Rugg E L, Dunbar J S, Latimer M, Winn P
Department of Psychology, University of St Andrews, Fife, UK.
Brain Res. 1992 Sep 4;589(2):181-93. doi: 10.1016/0006-8993(92)91277-l.
The pedunculopontine tegmental nucleus (PPTg) has been shown to have cholinergic connections with the thalamus and basal ganglia. The ability of various doses of the excitotoxins (alpha-amino-3-hydroxy-5-methyl-4-isoxazolepropionic acid) (AMPA), folate, ibotenate, kainate, N-methyl-D-aspartate (NMDA), quinolinate and quisqualate to make lesions in the PPTg was examined, with particular reference to their ability to destroy cholinergic neurons identified using choline acetyltransferase (ChAT) immunohistochemistry. All of the toxins induced convulsive activity on recovery from surgical anesthesia and all except folate made lesions in the PPTg and surrounding structures. The size of the lesions was computed following examination of Cresyl violet stained sections. The largest lesions were made by kainate = AMPA greater than NMDA = ibotenate greater than quisqualate = quinolinate. All of the toxins destroyed cholinergic neurons, higher doses producing greater loss than lower. The ratio of cholinergic cell loss to general neuronal loss (assessed by Cresyl violet staining) was also computed, revealing marked differences between the toxins. Statistical analysis showed that there were significant differences between excitotoxins in terms of this ratio, but these were accounted for by the low dose of quinolinate (24 nmol) producing a significantly greater ratio of damage (12.18:1) than every other toxin. (Next highest ratio: quisqualate 60 nmol, 6.22:1.) Between the other toxins (kainate, AMPA, ibotenate, quisqualate, NMDA and the high dose of quinolinate) there were no statistically significant differences.

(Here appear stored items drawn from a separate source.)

use macroquad::prelude::*;
use std::sync::Arc;
use tokio::sync::broadcast;
use tracing::{error, info, warn};

use tracer_kinematics::trace::{self, ProgressGradient, Rgba};
use tracer_mission::{
    MirrorUpdate, MotionCommand, PlaybackControl, TrajectoryMirror, TrajectorySnapshot,
};

use crate::blackboard::{Blackboard, set_time_factor, snapshot};
use crate::bus::Topic;
use crate::config::ViewConfig;

/// Multiplier applied to the time factor by the `Up` / `Down` keys.
const TIME_FACTOR_STEP: f64 = 1.25;
const GRID_SPACING: f32 = 1.0; // meters
const TRACE_THICKNESS: f32 = 2.0;
const HUD_FONT: f32 = 20.0;

pub fn window_conf() -> Conf {
    Conf {
        window_title: "Tracer Trajectory Simulator".to_string(),
        window_width: 800,
        window_height: 600,
        high_dpi: true,
        ..Default::default()
    }
}

/// Maps a world point (meters, y up) to screen pixels (y down) around `center`.
pub fn world_to_screen(center: Vec2, scale: f32, point: [f64; 2]) -> Vec2 {
    vec2(
        center.x + point[0] as f32 * scale,
        center.y - point[1] as f32 * scale,
    )
}

fn to_color(c: Rgba) -> Color {
    Color::new(c.r, c.g, c.b, c.a)
}

fn draw_grid(center: Vec2, scale: f32) {
    let step = GRID_SPACING * scale;
    if step < 4.0 {
        return;
    }
    let (w, h) = (screen_width(), screen_height());
    let first_x = center.x - (center.x / step).floor() * step;
    let mut x = first_x;
    while x <= w {
        draw_line(x, 0.0, x, h, 1.0, Color::new(0.0, 0.0, 0.0, 0.08));
        x += step;
    }
    let first_y = center.y - (center.y / step).floor() * step;
    let mut y = first_y;
    while y <= h {
        draw_line(0.0, y, w, y, 1.0, Color::new(0.0, 0.0, 0.0, 0.08));
        y += step;
    }
    draw_line(center.x, 0.0, center.x, h, 1.0, GRAY);
    draw_line(0.0, center.y, w, center.y, 1.0, GRAY);
}

fn draw_trajectory(mirror: &TrajectoryMirror, center: Vec2, view: &ViewConfig, gradient: &ProgressGradient) {
    let points = trace::polyline(mirror.poses());
    let colors = gradient.colors(points.len());
    for (i, pair) in points.windows(2).enumerate() {
        let a = world_to_screen(center, view.scale, pair[0]);
        let b = world_to_screen(center, view.scale, pair[1]);
        draw_line(a.x, a.y, b.x, b.y, TRACE_THICKNESS, to_color(colors[i + 1]));
    }

    let pose = mirror.current_pose();
    let [tip, left, right] = trace::marker_triangle(&pose, view.marker_size)
        .map(|p| world_to_screen(center, view.scale, p));
    draw_triangle(tip, left, right, BLUE);
    let robot = world_to_screen(center, view.scale, [pose.x, pose.y]);
    draw_line(robot.x, robot.y, tip.x, tip.y, 2.0, DARKBLUE);
}

fn draw_hud(snap: &TrajectorySnapshot, mirror: &TrajectoryMirror, faults: &[String]) {
    let pose = mirror.current_pose();
    let stats = mirror.stats();
    let state = if snap.playing {
        "playing"
    } else if snap.status.finished {
        "idle"
    } else {
        "paused"
    };
    let lines = [
        format!(
            "Robot: x={:.2} y={:.2} th={:.2} (wrapped {:.2})",
            pose.x,
            pose.y,
            pose.theta,
            pose.wrapped_heading()
        ),
        format!(
            "Mission: {}/{} commands, {} | time factor {:.2}",
            snap.status.completed, snap.status.total, state, snap.time_factor
        ),
        format!(
            "Steps: {} | path {:.2} m | rotation {:.2} rad",
            stats.steps, stats.path_length, stats.total_rotation
        ),
        "Space play/pause  R reset  M queue mission  Up/Down speed  Esc quit".to_string(),
    ];
    let mut y = 20.0;
    for line in &lines {
        draw_text(line, 10.0, y, HUD_FONT, BLACK);
        y += HUD_FONT;
    }
    for fault in faults {
        draw_text(fault, 10.0, y, HUD_FONT, RED);
        y += HUD_FONT;
    }
}

fn handle_keys(bb: &Blackboard, control: &Topic<PlaybackControl>, playing: bool, mission: &[MotionCommand]) {
    if is_key_pressed(KeyCode::Space) {
        control.publish(if playing {
            PlaybackControl::Pause
        } else {
            PlaybackControl::Play
        });
    }
    if is_key_pressed(KeyCode::R) {
        control.publish(PlaybackControl::Reset);
    }
    if is_key_pressed(KeyCode::M) {
        info!(commands = mission.len(), "Queueing configured mission.");
        for command in mission {
            control.publish(PlaybackControl::Enqueue(*command));
        }
    }

    let factor = snapshot(bb).preferences.time_factor;
    let requested = if is_key_pressed(KeyCode::Up) {
        Some(factor * TIME_FACTOR_STEP)
    } else if is_key_pressed(KeyCode::Down) {
        Some(factor / TIME_FACTOR_STEP)
    } else {
        None
    };
    if let Some(requested) = requested {
        let applied = set_time_factor(bb, requested);
        control.publish(PlaybackControl::SetTimeFactor(applied));
    }
}

/// Renders snapshots until the window is closed or the snapshot channel goes away.
pub async fn run_visualization_loop(
    bb: Blackboard,
    control: &Topic<PlaybackControl>,
    mut snapshot_rx: broadcast::Receiver<Arc<TrajectorySnapshot>>,
    view: ViewConfig,
    mission: &[MotionCommand],
) {
    let gradient = ProgressGradient::default();
    let mut latest: Option<Arc<TrajectorySnapshot>> = None;
    let mut mirror = TrajectoryMirror::new();

    prevent_quit();
    info!("Visualization loop starting...");

    loop {
        let mut resync = false;
        loop {
            match snapshot_rx.try_recv() {
                Ok(snap) => {
                    if mirror.apply(&snap) == MirrorUpdate::Gap {
                        resync = true;
                    }
                    latest = Some(snap);
                }
                Err(broadcast::error::TryRecvError::Empty) => break,
                Err(broadcast::error::TryRecvError::Lagged(n)) => {
                    warn!("Visualization snapshot receiver lagged by {} messages.", n);
                    resync = true;
                }
                Err(broadcast::error::TryRecvError::Closed) => {
                    error!("Snapshot channel closed. Exiting visualization loop.");
                    return;
                }
            }
        }
        if resync {
            control.publish(PlaybackControl::Resync);
        }

        if is_quit_requested() || is_key_pressed(KeyCode::Escape) {
            info!("Window close requested.");
            return;
        }

        let playing = latest.as_ref().is_some_and(|s| s.playing);
        handle_keys(&bb, control, playing, mission);

        clear_background(LIGHTGRAY);
        let center = vec2(screen_width() / 2.0, screen_height() / 2.0);
        draw_grid(center, view.scale);

        if let Some(snap) = &latest {
            draw_trajectory(&mirror, center, &view, &gradient);
            draw_hud(snap, &mirror, &snapshot(&bb).faults);
        }

        next_frame().await
    }
}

Intense calcium deposits (stained by Alizarin red) were found frequently and often defined the borders of the lesion. Tyrosine hydroxylase immunohistochemistry revealed axons running below and into the area of lesioned tissue suggesting strongly that fibers were undamaged by the lesions. We conclude that in the PPTg, different excitotoxins make discriminably different lesions, both quantitatively and qualitatively. Unlike excitotoxic lesions in the basal forebrain quinolinate, not quisqualate, made the most selective lesions of cholinergic neurons and, unlike excitotoxic lesions in the septal nuclei, non-myelinated fibers were spared by ibotenate. The implications of these data for research into brainstem mechanisms of Parkinson's disease are discussed.

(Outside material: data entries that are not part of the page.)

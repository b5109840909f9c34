use std::sync::Arc;
use tokio::sync::broadcast;

/// Broadcast topic with bounded capacity.
/// `T` must be `Send + Sync` because messages cross from the UI thread to the runtime.
#[derive(Debug, Clone)]
pub struct Topic<T> {
    tx: broadcast::Sender<Arc<T>>,
}

impl<T: Send + Sync + 'static> Topic<T> {
    pub fn new(capacity: usize) -> Self {
        let (tx, _) = broadcast::channel(capacity);
        Self { tx }
    }

    /// Sends `msg` to every current subscriber. Returns `false` when nobody is listening.
    pub fn publish(&self, msg: T) -> bool {
        self.tx.send(Arc::new(msg)).is_ok()
    }

    pub fn subscribe(&self) -> broadcast::Receiver<Arc<T>> {
        self.tx.subscribe()
    }

    /// Raw sender, for tasks that publish on their own.
    pub fn sender(&self) -> broadcast::Sender<Arc<T>> {
        self.tx.clone()
    }
}

#[cfg(test)]
mod tests {
    use super::*;

    #[test]
    fn test_publish_without_subscribers() {
        let topic: Topic<u32> = Topic::new(4);
        assert!(!topic.publish(1));
    }

    #[test]
    fn test_subscriber_receives_messages_sent_after_subscribing() {
        let topic: Topic<u32> = Topic::new(4);
        let mut rx = topic.subscribe();
        assert!(topic.publish(7));
        assert!(topic.sender().send(Arc::new(8)).is_ok());
        assert_eq!(*rx.try_recv().unwrap(), 7);
        assert_eq!(*rx.try_recv().unwrap(), 8);
    }
}
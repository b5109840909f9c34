use parking_lot::RwLock;
use std::sync::Arc;

use tracer_mission::clamp_time_factor;

use crate::config::Preferences;

/// UI-side state shared between the render loop and startup/shutdown code.
#[derive(Debug, Clone, Default)]
pub struct State {
    pub preferences: Preferences,
    pub faults: Vec<String>,
}

pub type Blackboard = Arc<RwLock<State>>;

pub fn new_blackboard(preferences: Preferences) -> Blackboard {
    Arc::new(RwLock::new(State {
        preferences,
        faults: Vec::new(),
    }))
}

pub fn snapshot(bb: &Blackboard) -> State {
    (*bb.read()).clone()
}

pub fn raise_fault(bb: &Blackboard, msg: &str) {
    let mut g = bb.write();
    if !g.faults.iter().any(|s| s == msg) {
        g.faults.push(msg.to_string());
    }
}

/// Stores a clamped time factor and returns the stored value.
pub fn set_time_factor(bb: &Blackboard, requested: f64) -> f64 {
    let clamped = clamp_time_factor(requested);
    bb.write().preferences.time_factor = clamped;
    clamped
}

#[cfg(test)]
mod tests {
    use super::*;
    use tracer_mission::{MAX_TIME_FACTOR, MIN_TIME_FACTOR};

    #[test]
    fn test_faults_are_deduplicated() {
        let bb: Blackboard = Arc::default();
        raise_fault(&bb, "bad arc");
        raise_fault(&bb, "bad arc");
        raise_fault(&bb, "bad line");
        assert_eq!(snapshot(&bb).faults, vec!["bad arc", "bad line"]);
    }

    #[test]
    fn test_time_factor_is_clamped() {
        let bb = new_blackboard(Preferences::default());
        assert_eq!(set_time_factor(&bb, 2.0), 2.0);
        assert_eq!(set_time_factor(&bb, 1e6), MAX_TIME_FACTOR);
        assert_eq!(snapshot(&bb).preferences.time_factor, MAX_TIME_FACTOR);
        assert_eq!(set_time_factor(&bb, 0.0), MIN_TIME_FACTOR);
    }
}
use tracer_kinematics::trace::TrajectoryStats;
use tracer_kinematics::*;

fn main() {
    let wheel_separation = 0.5;
    let time_step = 0.1;
    let distance = 2.0;
    let speed = 1.0;

    let mut engine = match KinematicEngine::new(wheel_separation, time_step) {
        Ok(engine) => engine,
        Err(e) => {
            eprintln!("Failed to initialize engine: {}", e);
            eprintln!(
                "Please ensure wheel_separation ({}) and time_step ({}) are positive.",
                wheel_separation, time_step
            );
            return;
        }
    };

    println!("Initializing simulation...");
    println!("  {}", engine.geometry());
    println!("  Initial Pose: {}", engine.current_pose());
    println!("  Segment:      {} m at {} m/s", distance, speed);

    match engine.synthesize_straight_line(distance, speed) {
        Ok(profile) => println!("\nApplied {} steps of {}", profile.steps(), profile.pair()),
        Err(e) => {
            eprintln!("Segment rejected: {}", e);
            return;
        }
    }

    for (i, pose) in engine.trajectory().iter().enumerate().skip(1) {
        println!("Step {:>2}: Pose: {}", i, pose);
    }

    let stats = TrajectoryStats::from_poses(engine.trajectory());
    println!("\nSimulation complete.");
    println!("Final Pose: {:?}", engine.current_pose());
    println!("Path length: {:.3} m over {} steps", stats.path_length, stats.steps);
}
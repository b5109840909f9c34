use std::path::Path;

use anyhow::Context;
use config::{Config, ConfigError, File, FileFormat};
use serde::{Deserialize, Serialize};
use tracing::{error, info, warn};
use tracer_mission::MotionCommand;

pub const DEFAULT_CONFIG_PATH: &str = "config/default.toml";
pub const PREFERENCES_PATH: &str = "start.json";

/// Robot geometry as written in the config file; validated by the engine.
#[derive(Debug, Clone, Copy, PartialEq, Deserialize)]
pub struct RobotConfig {
    pub wheel_separation: f64,
    pub time_step: f64,
}

impl Default for RobotConfig {
    fn default() -> Self {
        RobotConfig {
            wheel_separation: 0.5,
            time_step: 0.1,
        }
    }
}

#[derive(Debug, Clone, Copy, PartialEq, Deserialize)]
#[serde(default)]
pub struct ViewConfig {
    /// Pixels per meter.
    pub scale: f32,
    /// Distance from the robot position to each marker vertex (m).
    pub marker_size: f64,
}

impl Default for ViewConfig {
    fn default() -> Self {
        ViewConfig {
            scale: 40.0,
            marker_size: 0.3,
        }
    }
}

#[derive(Debug, Clone, PartialEq, Default, Deserialize)]
pub struct SimConfig {
    #[serde(default)]
    pub robot: RobotConfig,
    #[serde(default)]
    pub view: ViewConfig,
    /// Commands queued at startup and re-queued with the `M` key.
    #[serde(default)]
    pub mission: Vec<MotionCommand>,
}

/// Robot model selected in the preferences file, written as `"Differential"` or `"Car"`.
#[derive(Debug, Clone, Copy, PartialEq, Eq, Default, Serialize, Deserialize)]
pub enum RobotType {
    #[default]
    #[serde(alias = "differential")]
    Differential,
    /// Car-like steering; accepted in the preferences file but not simulated.
    #[serde(alias = "car")]
    Car,
}

/// UI preferences persisted between runs.
#[derive(Debug, Clone, Copy, PartialEq, Serialize, Deserialize)]
#[serde(default)]
pub struct Preferences {
    pub robot_type: RobotType,
    pub time_factor: f64,
}

impl Default for Preferences {
    fn default() -> Self {
        Preferences {
            robot_type: RobotType::Differential,
            time_factor: 1.0,
        }
    }
}

pub fn load_config(path: &str) -> Result<SimConfig, ConfigError> {
    info!("Attempting to load configuration from {}", path);

    let settings = Config::builder()
        .add_source(File::new(path, FileFormat::Toml).required(true))
        .build()
        .and_then(|c| c.try_deserialize::<SimConfig>());

    match settings {
        Ok(config) => {
            info!(
                wheel_separation = config.robot.wheel_separation,
                time_step = config.robot.time_step,
                mission_len = config.mission.len(),
                "Successfully loaded configuration"
            );
            Ok(config)
        }
        Err(e) => {
            error!("Failed to load configuration: {}", e);
            Err(e)
        }
    }
}

/// Reads preferences, falling back to defaults when the file is missing or malformed.
pub fn load_preferences(path: &str) -> Preferences {
    let preferences = Config::builder()
        .add_source(File::new(path, FileFormat::Json).required(false))
        .build()
        .and_then(|c| c.try_deserialize::<Preferences>());

    match preferences {
        Ok(preferences) => {
            info!(?preferences, "Loaded preferences from {}", path);
            preferences
        }
        Err(e) => {
            warn!("Ignoring unreadable preferences file {}: {}", path, e);
            Preferences::default()
        }
    }
}

pub fn save_preferences(path: impl AsRef<Path>, preferences: &Preferences) -> anyhow::Result<()> {
    let path = path.as_ref();
    let json = serde_json::to_string_pretty(preferences)?;
    std::fs::write(path, json)
        .with_context(|| format!("writing preferences to {}", path.display()))?;
    info!(?preferences, "Saved preferences to {}", path.display());
    Ok(())
}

脑桥脚被盖核(PPTg)已被证明与丘脑和基底神经节存在胆碱能联系。研究了不同剂量的兴奋性毒素(α-氨基-3-羟基-5-甲基-4-异恶唑丙酸)(AMPA)、叶酸、鹅膏蕈氨酸、 kain 酸、N-甲基-D-天冬氨酸(NMDA)、喹啉酸和quisqualate对PPTg造成损伤的能力,特别关注它们破坏使用胆碱乙酰转移酶(ChAT)免疫组织化学鉴定的胆碱能神经元的能力。所有毒素在手术麻醉恢复后均诱发惊厥活动,除叶酸外,所有毒素均对PPTg及其周围结构造成损伤。在检查甲酚紫染色切片后计算损伤大小。最大的损伤由 kain 酸=AMPA大于NMDA=鹅膏蕈氨酸大于 quisqualate=喹啉酸造成。所有毒素均破坏胆碱能神经元,剂量越高,损失越大。还计算了胆碱能细胞损失与一般神经元损失的比率(通过甲酚紫染色评估),揭示了毒素之间的显著差异。统计分析表明,就该比率而言,兴奋性毒素之间存在显著差异,但这是由于低剂量的喹啉酸(24 nmol)产生的损伤比率(12.18:1)明显高于其他毒素所致。(次高比率:quisqualate 60 nmol,6.22:1。)在其他毒素(kain 酸、AMPA、鹅膏蕈氨酸、quisqualate、NMDA和高剂量的喹啉酸)之间没有统计学上的显著差异。经常发现强烈的钙沉积(用茜素红染色),并且常常界定损伤的边界。酪氨酸羟化酶免疫组织化学显示轴突在损伤组织区域下方并进入该区域,强烈表明纤维未被损伤破坏。我们得出结论,在PPTg中,不同的兴奋性毒素在数量和质量上造成明显不同的损伤。与基底前脑的兴奋性毒性损伤不同,喹啉酸而非 quisqualate对胆碱能神经元造成最具选择性的损伤,并且与隔核中的兴奋性毒性损伤不同,鹅膏蕈氨酸未损伤无髓纤维。讨论了这些数据对帕金森病脑干机制研究的意义。